Women on Twitter Are Sharing Their Worst Experiences With Mansplaining
Laughing through the rage.
If you use the term “mansplaining,” especially on the internet, chances are you’ve been met with a knee-jerk reaction from angry men wanting you to know how sexist that word is. (See, probably, comments section below.) Those people, generally, have a false definition lodged in their minds that mansplaining = when a man explains something. And that misses the actual meaning, which is based in a fundamental, often unconscious but extremely pervasive devaluing of women’s knowledge and opinions. There’s a world of difference between explaining
There’s a world of difference between explaining something, and explaining something to someone with a higher level of expertise of the subject, without asking if your opinion is welcome, and without asking what the person you’re speaking to already knows.
Now sure, women can be guilty of mansplaining, and men can be on the receiving end of it, but by and large, this is a phenomenon that women experience all the time. For many of us, it’s an ingrained part of our daily existence. The men who try to say this is isn’t a gendered experience because you know, it happened to them too once, are missing just what a big part of everyday life this can be for women.
How extensive is the presence of mansplaining in women’s lives? A Twitter user named Nicole Froio put a call out for women’s experiences, and was immediately flooded with examples.
Quote this tweet with the most obvious thing a man has ever mansplained to you.
— nicole froio (@NicoleFroio) May 16, 2017
Mansplaining, again, is often based on explaining something the woman does not need explained, often by someone with no actual expertise in the subject, without being asked to do so.
This one time the landlord spent FIVE MINUTES explaining to us 3 lady tennants how the plain, pull open curtains worked. https://t.co/d5uCNy9LxG
— Adel Smee (@adelsmee) May 17, 2017
Oftentimes, the woman being mansplained to knows WAY more about the subject than the man doing the talking. Like, for example, explaining how women’s bodies work.
@NicoleFroio What menopause is like during my third year of menopause.
— Ana Elizabeth (@IyadaStorm) May 18, 2017
@NicoleFroio I had 2 boys try to explain to me that I definitely came (I didn’t) the first time I had sex but didn’t realize it bc I was in too much pain
— d. liddle (@desliddle) May 17, 2017
Breastfeeding. I was feeding my baby at the time. https://t.co/hM1hgqAz2f
— Gina Rangi (@mokai77) May 17, 2017
The effects of pregnancy on my body https://t.co/rjwvXn429N
— belly von strudel (@blindar_) May 17, 2017
Mansplainers also love to explain women’s own life experiences/innate abilities/essence of self back to them.

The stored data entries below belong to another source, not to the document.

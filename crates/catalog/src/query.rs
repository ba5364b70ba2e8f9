//! Read-side helpers for list views and the dashboard.

use serde::{Deserialize, Serialize};

use crate::entry::CatalogEntry;

/// Number of entries shown in the dashboard's recent-products panel.
pub const RECENT_LIMIT: usize = 5;

/// Category selector of the list views.
#[derive(Debug, Clone, Default, PartialEq, Eq, Serialize, Deserialize)]
#[serde(rename_all = "lowercase")]
pub enum CategoryFilter {
    #[default]
    All,
    Named(String),
}

impl CategoryFilter {
    /// `"all"` (any case) or an empty value selects every category.
    pub fn parse(raw: &str) -> Self {
        let raw = raw.trim();
        if raw.is_empty() || raw.eq_ignore_ascii_case("all") {
            Self::All
        } else {
            Self::Named(raw.to_string())
        }
    }

    fn matches(&self, category: &str) -> bool {
        match self {
            Self::All => true,
            Self::Named(name) => name == category,
        }
    }
}

/// Search and category filter applied to the catalog list.
#[derive(Debug, Clone, Default, PartialEq, Eq, Serialize, Deserialize)]
pub struct CatalogFilter {
    pub search: String,
    pub category: CategoryFilter,
}

impl CatalogFilter {
    pub fn new(search: impl Into<String>, category: CategoryFilter) -> Self {
        Self {
            search: search.into(),
            category,
        }
    }

    /// Case-insensitive title substring match plus category match.
    pub fn matches(&self, entry: &CatalogEntry) -> bool {
        let needle = self.search.to_lowercase();
        entry.title.to_lowercase().contains(&needle) && self.category.matches(&entry.category)
    }

    /// Matching entries, in catalog order.
    pub fn apply<'a>(&self, entries: &'a [CatalogEntry]) -> Vec<&'a CatalogEntry> {
        entries.iter().filter(|e| self.matches(e)).collect()
    }
}

/// Distinct categories in first-seen order.
pub fn categories(entries: &[CatalogEntry]) -> Vec<String> {
    let mut seen: Vec<String> = Vec::new();
    for entry in entries {
        if !seen.iter().any(|c| c == &entry.category) {
            seen.push(entry.category.clone());
        }
    }
    seen
}

/// Category label for display (`"electronics"` -> `"Electronics"`).
pub fn display_category(category: &str) -> String {
    let mut chars = category.chars();
    match chars.next() {
        Some(first) => first.to_uppercase().chain(chars).collect(),
        None => String::new(),
    }
}

/// Dashboard figures derived from the current catalog.
#[derive(Debug, Clone, PartialEq, Serialize, Deserialize)]
pub struct CatalogSummary {
    pub total_products: usize,
    pub low_stock: usize,
    pub categories: usize,
    pub inventory_value: f64,
    pub recent: Vec<CatalogEntry>,
}

impl CatalogSummary {
    pub fn from_entries(entries: &[CatalogEntry]) -> Self {
        Self {
            total_products: entries.len(),
            low_stock: entries.iter().filter(|e| e.is_low_stock()).count(),
            categories: categories(entries).len(),
            inventory_value: entries.iter().map(CatalogEntry::inventory_value).sum(),
            recent: entries.iter().take(RECENT_LIMIT).cloned().collect(),
        }
    }
}
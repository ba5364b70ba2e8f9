//! `shopdesk` command-line entry point.

use clap::{Parser, Subcommand};

use shopdesk_catalog::query::display_category;
use shopdesk_catalog::{CatalogEntry, CatalogFilter, CategoryFilter, DraftForm};
use shopdesk_console::commands;
use shopdesk_console::{ConsoleConfig, ConsoleState, NotificationLevel, UpdateMode};
use shopdesk_core::EntryId;
use shopdesk_observability::LogFormat;

/// Catalog admin console.
#[derive(Parser, Debug)]
#[command(name = "shopdesk")]
#[command(about = "Manage the product catalog from the command line")]
struct Cli {
    /// Base URL of the remote catalog service
    #[arg(long, value_name = "URL")]
    api_url: Option<String>,

    /// Whether edits are sent to the remote catalog (local | remote)
    #[arg(long, value_name = "MODE")]
    update_mode: Option<UpdateMode>,

    /// Log output format (json | pretty)
    #[arg(long, value_name = "FORMAT")]
    log_format: Option<LogFormat>,

    #[command(subcommand)]
    command: Command,
}

#[derive(Subcommand, Debug)]
enum Command {
    /// List products, optionally filtered
    List {
        #[arg(long, default_value = "")]
        search: String,
        #[arg(long, default_value = "all")]
        category: String,
    },
    /// List the distinct categories
    Categories,
    /// Dashboard figures
    Summary,
    /// Add a product
    Add {
        #[arg(long)]
        title: String,
        #[arg(long, default_value = "")]
        description: String,
        #[arg(long)]
        price: String,
        #[arg(long)]
        stock: String,
        #[arg(long)]
        category: String,
    },
    /// Edit a product; omitted fields keep their current value
    Edit {
        id: EntryId,
        #[arg(long)]
        title: Option<String>,
        #[arg(long)]
        description: Option<String>,
        #[arg(long)]
        price: Option<String>,
        #[arg(long)]
        stock: Option<String>,
        #[arg(long)]
        category: Option<String>,
    },
    /// Delete a product
    Delete { id: EntryId },
    /// Change stock by a signed amount (never below zero)
    Adjust {
        id: EntryId,
        #[arg(allow_hyphen_values = true)]
        delta: i64,
    },
    /// Place a restock order for a product
    Restock { id: EntryId },
}

#[tokio::main]
async fn main() -> anyhow::Result<()> {
    let cli = Cli::parse();

    let mut config = ConsoleConfig::from_env()?;
    if let Some(url) = cli.api_url {
        config.api_url = url;
    }
    if let Some(mode) = cli.update_mode {
        config.update_mode = mode;
    }
    if let Some(format) = cli.log_format {
        config.log_format = format;
    }

    shopdesk_observability::tracing::init(config.log_format);

    let console = ConsoleState::new(config)?;
    let toasts = console.store.subscribe();
    console.initialize().await;

    let outcome = run(&console, cli.command).await;

    for toast in toasts.drain() {
        let tag = match toast.level {
            NotificationLevel::Success => "ok",
            NotificationLevel::Error => "error",
        };
        eprintln!("[{tag}] {}", toast.message);
    }

    console.shutdown();
    outcome
}

async fn run(console: &ConsoleState, command: Command) -> anyhow::Result<()> {
    let store = &console.store;
    let handle = console.shell_handle();

    match command {
        Command::List { search, category } => {
            let filter = CatalogFilter::new(search, CategoryFilter::parse(&category));
            let products = commands::list_products(store, &filter);
            if products.is_empty() {
                println!("No products found.");
            }
            for product in &products {
                print_entry(product);
            }
        }
        Command::Categories => {
            for category in commands::list_categories(store) {
                println!("{}", display_category(&category));
            }
        }
        Command::Summary => {
            let summary = commands::dashboard_summary(store);
            println!("{}", serde_json::to_string_pretty(&summary)?);
        }
        Command::Add {
            title,
            description,
            price,
            stock,
            category,
        } => {
            let form = DraftForm {
                title,
                description,
                price,
                stock,
                category,
            };
            let created = commands::add_product(store, &handle, &form).await?;
            print_entry(&created);
        }
        Command::Edit {
            id,
            title,
            description,
            price,
            stock,
            category,
        } => {
            let Some(current) = store.find(id) else {
                println!("No product with id {id}.");
                return Ok(());
            };
            let mut form = DraftForm::from_entry(&current);
            form.title = title.unwrap_or(form.title);
            form.description = description.unwrap_or(form.description);
            form.price = price.unwrap_or(form.price);
            form.stock = stock.unwrap_or(form.stock);
            form.category = category.unwrap_or(form.category);

            commands::edit_product(store, &handle, id, &form).await?;
            if let Some(edited) = store.find(id) {
                print_entry(&edited);
            }
        }
        Command::Delete { id } => {
            let removed = commands::delete_product(store, &handle, id).await?;
            println!("Removed {removed} local entr{}.", if removed == 1 { "y" } else { "ies" });
        }
        Command::Adjust { id, delta } => {
            report_stock(id, commands::adjust_stock(store, &handle, id, delta).await?)
        }
        Command::Restock { id } => report_stock(id, commands::restock(store, &handle, id).await?),
    }

    Ok(())
}

fn report_stock(id: EntryId, stock: Option<u32>) {
    match stock {
        Some(stock) => println!("{id}: {stock} in stock"),
        None => println!("No product with id {id}."),
    }
}

fn print_entry(entry: &CatalogEntry) {
    let alert = if entry.is_low_stock() { "  (low stock)" } else { "" };
    let id = entry.id.map_or_else(|| "-".to_string(), |id| id.to_string());
    println!(
        "{:>5}  {:<40} {:<20} ${:>10.2} {:>6}{}",
        id,
        entry.title,
        display_category(&entry.category),
        entry.price,
        entry.stock,
        alert
    );
}
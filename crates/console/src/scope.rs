//! View lifetimes for asynchronous store operations.
//!
//! Every view that calls into the store opens a [`ViewScope`] and passes
//! [`ViewHandle`]s from it to store operations. Dropping (or closing) the scope
//! abandons the view's in-flight requests, and the store refuses to apply a
//! completion whose handle is no longer live.

use tokio_util::sync::CancellationToken;

/// Owned by a view for as long as it is mounted. Releases on drop.
#[derive(Debug)]
pub struct ViewScope {
    token: CancellationToken,
}

impl ViewScope {
    /// Standalone scope, not tied to any store.
    pub fn new() -> Self {
        Self {
            token: CancellationToken::new(),
        }
    }

    pub(crate) fn child_of(parent: &CancellationToken) -> Self {
        Self {
            token: parent.child_token(),
        }
    }

    /// Handle to pass to store operations started by this view.
    pub fn handle(&self) -> ViewHandle {
        ViewHandle {
            token: self.token.clone(),
        }
    }

    /// Tear the view down explicitly.
    pub fn close(&self) {
        self.token.cancel();
    }

    pub fn is_closed(&self) -> bool {
        self.token.is_cancelled()
    }
}

impl Default for ViewScope {
    fn default() -> Self {
        Self::new()
    }
}

impl Drop for ViewScope {
    fn drop(&mut self) {
        self.token.cancel();
    }
}

/// Cheap, cloneable liveness token for one view.
#[derive(Debug, Clone)]
pub struct ViewHandle {
    token: CancellationToken,
}

impl ViewHandle {
    pub fn is_live(&self) -> bool {
        !self.token.is_cancelled()
    }

    /// Release the view early (same effect as closing its scope).
    pub fn release(&self) {
        self.token.cancel();
    }

    /// Resolves once the view is gone.
    pub async fn released(&self) {
        self.token.cancelled().await
    }
}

@NicoleFroio I had someone try to explain the political history of my home country to me. He’d read an article in a magazine
— Sam S (@EmCatMom) May 17, 2017
A live-in boyfriend who never cooked trying to tell me I chopped garlic wrong. Bitch, I’m Sicilian. Sit down https://t.co/v97U9X4cLi
— CRREdwards 💬 (@CRREdwards) May 17, 2017
@NicoleFroio When my husband was explaining how to properly pronounce Greek. Greek is my native language, he grew up in Georgia in a Jewish household.

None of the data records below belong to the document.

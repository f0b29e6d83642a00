//! Reusable room, catalog and config fixtures.
//!
//! - [`unit_room`]: a single occupied tile.
//! - [`rect_room`]: a fully occupied rectangle.
//! - [`ell_room`]: an L-shaped room with a door on each arm.
//! - [`unit_catalog`] / [`mixed_catalog`]: ready-made catalogs.
//! - [`small_config`]: a config that fits every fixture room.

use maze_core::{AreaTag, Direction, RoomCatalog, RoomDef};
use maze_engine::EnvConfig;

/// A 1×1 room.
pub fn unit_room(id: u32) -> RoomDef {
    RoomDef::new(id, format!("unit{id}"), vec![vec![1]])
}

/// A `width × height` room with every tile occupied.
pub fn rect_room(id: u32, width: usize, height: usize) -> RoomDef {
    RoomDef::new(id, format!("rect{id}"), vec![vec![1; width]; height])
}

/// A 3×3 L-shaped room:
///
/// ```text
/// X..
/// X..
/// XXX
/// ```
///
/// with an up door at `(0, 0)` and a right door at `(2, 2)`.
pub fn ell_room(id: u32) -> RoomDef {
    RoomDef::new(
        id,
        format!("ell{id}"),
        vec![vec![1, 0, 0], vec![1, 0, 0], vec![1, 1, 1]],
    )
    .door(Direction::Up, 0, 0)
    .door(Direction::Right, 2, 2)
    .area(AreaTag(1))
}

/// `n` unit rooms with ids `0..n`.
pub fn unit_catalog(n: u32) -> RoomCatalog {
    build((0..n).map(unit_room).collect())
}

/// One unit room, one 2×2 room, one 4×1 corridor and one L room.
pub fn mixed_catalog() -> RoomCatalog {
    build(vec![
        unit_room(0),
        rect_room(1, 2, 2),
        rect_room(2, 4, 1),
        ell_room(3),
    ])
}

fn build(defs: Vec<RoomDef>) -> RoomCatalog {
    match RoomCatalog::new(defs) {
        Ok(catalog) => catalog,
        Err(e) => panic!("fixture catalog rejected: {e}"),
    }
}

/// A 10×8 map, radius-1 actions, `num_envs` instances, history 4,
/// episode length 5, fixed seed.
pub fn small_config(num_envs: usize) -> EnvConfig {
    EnvConfig {
        map_width: 10,
        map_height: 8,
        action_radius: 1,
        num_envs,
        history_size: 4,
        episode_length: 5,
        seed: 0x5eed,
    }
}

— Anastasia (@ClimberStasia) May 18, 2017
@NicoleFroio How to travel in Italy and what the weather is like in summer. Sono Italiano, io parlo Italiano, anche mia famiglia abita in Italia.
— Ariana Sigel (@arianasigel) May 17, 2017
@NicoleFroio How to pronounce my name. :/
— Anindita Debnath (@PartTimeCook) May 17, 2017
@NicoleFroio My name. A colleague literally told me I had spelt my own name wrong.
— Phillippa Gee-Haitch (@PhillippaHibbs) May 18, 2017
And then there are the men explaining your very field of expertise. Those are fun.
@NicoleFroio Writing on evolution & gender for my masters in bioanthro at Cambridge; a man incorrectly explained natural selection to me, cited wikipedia
— Emily Atkinson (@TheBrightgeist) May 17, 2017
How to search our library catalog using author and title.
I am a degreed librarian. https://t.co/mbIRYwaryd
— Hebah (@just_hebah) May 17, 2017
tax deductions. i’m a cpa. https://t.co/jj8VEKZ6wE
— amanda 🐶 (@feraldanvers_) May 17, 2017
@NicoleFroio Guy explained part of my PhD topic to me after he attended my talk on exact aspect of said topic, asked if I’d ever considered it. Uh, yes.
— Jackie (@jackie_ess_el) May 18, 2017
As you’d expect, the thread is also full of men telling these women that mansplaining isn’t real. Because the determination to ignore and devalue women’s experiences knows no bounds.